_AVAILABLE DATA:_
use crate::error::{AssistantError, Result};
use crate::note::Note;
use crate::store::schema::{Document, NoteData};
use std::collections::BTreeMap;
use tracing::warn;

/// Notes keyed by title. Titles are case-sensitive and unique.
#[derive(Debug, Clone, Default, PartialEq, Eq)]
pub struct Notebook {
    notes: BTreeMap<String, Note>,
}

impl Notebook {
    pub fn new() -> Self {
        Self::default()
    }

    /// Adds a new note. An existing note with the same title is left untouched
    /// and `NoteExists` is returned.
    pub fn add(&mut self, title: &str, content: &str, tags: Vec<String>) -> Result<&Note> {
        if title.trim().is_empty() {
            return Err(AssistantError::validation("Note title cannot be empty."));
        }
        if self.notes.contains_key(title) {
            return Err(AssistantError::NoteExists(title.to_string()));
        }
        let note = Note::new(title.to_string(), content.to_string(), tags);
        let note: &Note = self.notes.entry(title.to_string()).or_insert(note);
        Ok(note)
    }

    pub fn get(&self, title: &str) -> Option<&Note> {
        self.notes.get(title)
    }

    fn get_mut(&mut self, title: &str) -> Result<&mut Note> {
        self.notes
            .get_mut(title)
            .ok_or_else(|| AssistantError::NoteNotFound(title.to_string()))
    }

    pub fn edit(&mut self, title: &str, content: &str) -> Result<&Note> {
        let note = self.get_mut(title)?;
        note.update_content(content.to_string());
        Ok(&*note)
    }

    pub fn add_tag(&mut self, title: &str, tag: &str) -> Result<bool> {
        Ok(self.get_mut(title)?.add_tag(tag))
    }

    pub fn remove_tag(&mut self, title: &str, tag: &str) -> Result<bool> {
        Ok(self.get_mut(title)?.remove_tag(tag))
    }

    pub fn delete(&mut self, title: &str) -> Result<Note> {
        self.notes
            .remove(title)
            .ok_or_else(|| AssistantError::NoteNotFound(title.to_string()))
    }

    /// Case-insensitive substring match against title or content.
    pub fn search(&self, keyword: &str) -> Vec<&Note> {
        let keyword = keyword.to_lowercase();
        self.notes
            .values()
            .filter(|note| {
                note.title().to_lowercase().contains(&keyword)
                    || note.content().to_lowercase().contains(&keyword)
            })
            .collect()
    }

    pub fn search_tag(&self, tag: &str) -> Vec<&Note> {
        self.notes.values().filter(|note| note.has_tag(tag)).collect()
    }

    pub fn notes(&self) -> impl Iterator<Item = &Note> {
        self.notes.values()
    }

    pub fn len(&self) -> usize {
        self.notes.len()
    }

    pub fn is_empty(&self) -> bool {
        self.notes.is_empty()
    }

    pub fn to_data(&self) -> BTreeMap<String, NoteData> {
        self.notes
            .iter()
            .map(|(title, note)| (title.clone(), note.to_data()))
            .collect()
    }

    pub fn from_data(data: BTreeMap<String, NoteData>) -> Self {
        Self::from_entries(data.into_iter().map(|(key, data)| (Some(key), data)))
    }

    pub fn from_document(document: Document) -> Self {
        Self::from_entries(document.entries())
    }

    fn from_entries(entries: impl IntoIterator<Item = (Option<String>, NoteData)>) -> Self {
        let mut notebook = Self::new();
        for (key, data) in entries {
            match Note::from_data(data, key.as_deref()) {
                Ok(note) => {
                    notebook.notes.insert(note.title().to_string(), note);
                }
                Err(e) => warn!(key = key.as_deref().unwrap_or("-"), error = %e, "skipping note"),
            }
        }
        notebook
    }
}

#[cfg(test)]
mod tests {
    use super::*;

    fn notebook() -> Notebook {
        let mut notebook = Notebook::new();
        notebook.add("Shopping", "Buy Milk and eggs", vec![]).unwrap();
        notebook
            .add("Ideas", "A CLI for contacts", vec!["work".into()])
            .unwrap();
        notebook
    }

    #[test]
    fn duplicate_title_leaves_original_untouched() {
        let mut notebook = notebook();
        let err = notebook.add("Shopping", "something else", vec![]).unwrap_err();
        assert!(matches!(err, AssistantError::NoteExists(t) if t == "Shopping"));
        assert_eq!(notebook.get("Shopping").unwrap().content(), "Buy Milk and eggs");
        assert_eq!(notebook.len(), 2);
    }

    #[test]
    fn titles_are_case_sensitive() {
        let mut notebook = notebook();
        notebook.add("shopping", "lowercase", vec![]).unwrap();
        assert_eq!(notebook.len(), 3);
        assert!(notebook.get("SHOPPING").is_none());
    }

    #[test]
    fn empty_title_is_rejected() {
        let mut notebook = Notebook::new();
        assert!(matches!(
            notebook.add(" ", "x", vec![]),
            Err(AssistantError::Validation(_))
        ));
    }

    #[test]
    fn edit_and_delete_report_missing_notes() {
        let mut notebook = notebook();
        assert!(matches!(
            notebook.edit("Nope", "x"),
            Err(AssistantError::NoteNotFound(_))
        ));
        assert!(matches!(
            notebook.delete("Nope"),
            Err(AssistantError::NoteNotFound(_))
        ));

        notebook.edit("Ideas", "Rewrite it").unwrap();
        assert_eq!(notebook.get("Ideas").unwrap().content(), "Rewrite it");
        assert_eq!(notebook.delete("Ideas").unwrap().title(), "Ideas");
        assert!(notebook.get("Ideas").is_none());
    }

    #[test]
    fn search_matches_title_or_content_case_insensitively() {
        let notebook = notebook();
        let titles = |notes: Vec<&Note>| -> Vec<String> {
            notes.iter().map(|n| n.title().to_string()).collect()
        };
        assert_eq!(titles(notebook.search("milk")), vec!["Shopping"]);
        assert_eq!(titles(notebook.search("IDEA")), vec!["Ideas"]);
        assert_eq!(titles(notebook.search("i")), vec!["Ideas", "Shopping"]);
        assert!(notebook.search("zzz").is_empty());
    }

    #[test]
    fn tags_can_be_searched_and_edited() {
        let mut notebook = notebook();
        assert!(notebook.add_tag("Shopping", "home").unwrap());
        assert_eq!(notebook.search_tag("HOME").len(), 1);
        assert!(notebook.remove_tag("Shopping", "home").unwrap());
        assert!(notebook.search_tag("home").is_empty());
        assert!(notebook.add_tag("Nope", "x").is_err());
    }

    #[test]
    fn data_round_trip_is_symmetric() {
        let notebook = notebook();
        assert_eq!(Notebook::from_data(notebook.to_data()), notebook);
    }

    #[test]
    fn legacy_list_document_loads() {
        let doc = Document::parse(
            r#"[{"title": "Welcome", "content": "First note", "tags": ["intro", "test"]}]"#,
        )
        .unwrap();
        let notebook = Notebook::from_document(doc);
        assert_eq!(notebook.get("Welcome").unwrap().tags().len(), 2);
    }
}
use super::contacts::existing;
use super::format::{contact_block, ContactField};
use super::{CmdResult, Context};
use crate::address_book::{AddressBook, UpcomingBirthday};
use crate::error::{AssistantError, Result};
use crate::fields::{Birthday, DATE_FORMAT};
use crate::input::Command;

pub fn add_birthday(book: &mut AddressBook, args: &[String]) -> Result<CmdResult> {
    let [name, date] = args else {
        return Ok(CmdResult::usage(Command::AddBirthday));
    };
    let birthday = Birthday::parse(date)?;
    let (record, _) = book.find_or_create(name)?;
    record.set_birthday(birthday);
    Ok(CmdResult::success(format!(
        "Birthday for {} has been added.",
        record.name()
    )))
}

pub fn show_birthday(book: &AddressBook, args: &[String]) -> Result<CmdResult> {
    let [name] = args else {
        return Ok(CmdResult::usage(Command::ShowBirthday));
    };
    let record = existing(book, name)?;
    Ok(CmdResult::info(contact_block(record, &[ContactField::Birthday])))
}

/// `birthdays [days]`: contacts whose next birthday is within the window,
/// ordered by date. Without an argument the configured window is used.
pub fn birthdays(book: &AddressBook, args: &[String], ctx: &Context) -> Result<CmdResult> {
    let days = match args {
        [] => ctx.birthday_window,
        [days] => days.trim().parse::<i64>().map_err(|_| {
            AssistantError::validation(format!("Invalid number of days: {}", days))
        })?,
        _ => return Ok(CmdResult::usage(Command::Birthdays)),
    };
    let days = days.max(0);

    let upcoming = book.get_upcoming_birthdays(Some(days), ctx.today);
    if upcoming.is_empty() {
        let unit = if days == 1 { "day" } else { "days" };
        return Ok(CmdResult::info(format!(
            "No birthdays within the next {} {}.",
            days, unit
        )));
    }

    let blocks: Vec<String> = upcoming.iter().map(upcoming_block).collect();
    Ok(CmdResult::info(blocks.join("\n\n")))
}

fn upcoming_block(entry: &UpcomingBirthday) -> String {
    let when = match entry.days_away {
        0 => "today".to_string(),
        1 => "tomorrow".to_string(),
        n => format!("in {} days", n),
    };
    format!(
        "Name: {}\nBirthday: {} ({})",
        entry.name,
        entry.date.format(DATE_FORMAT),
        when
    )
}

_TASK REQUIREMENTS:_
Only lines holding the word "contacts" are wanted; copy each one from the listing.

_ANSWER TO THE EXERCISE:_
            .add("Ideas", "A CLI for contacts", vec!["work".into()])
use super::contacts::existing;
/// `birthdays [days]`: contacts whose next birthday is within the window,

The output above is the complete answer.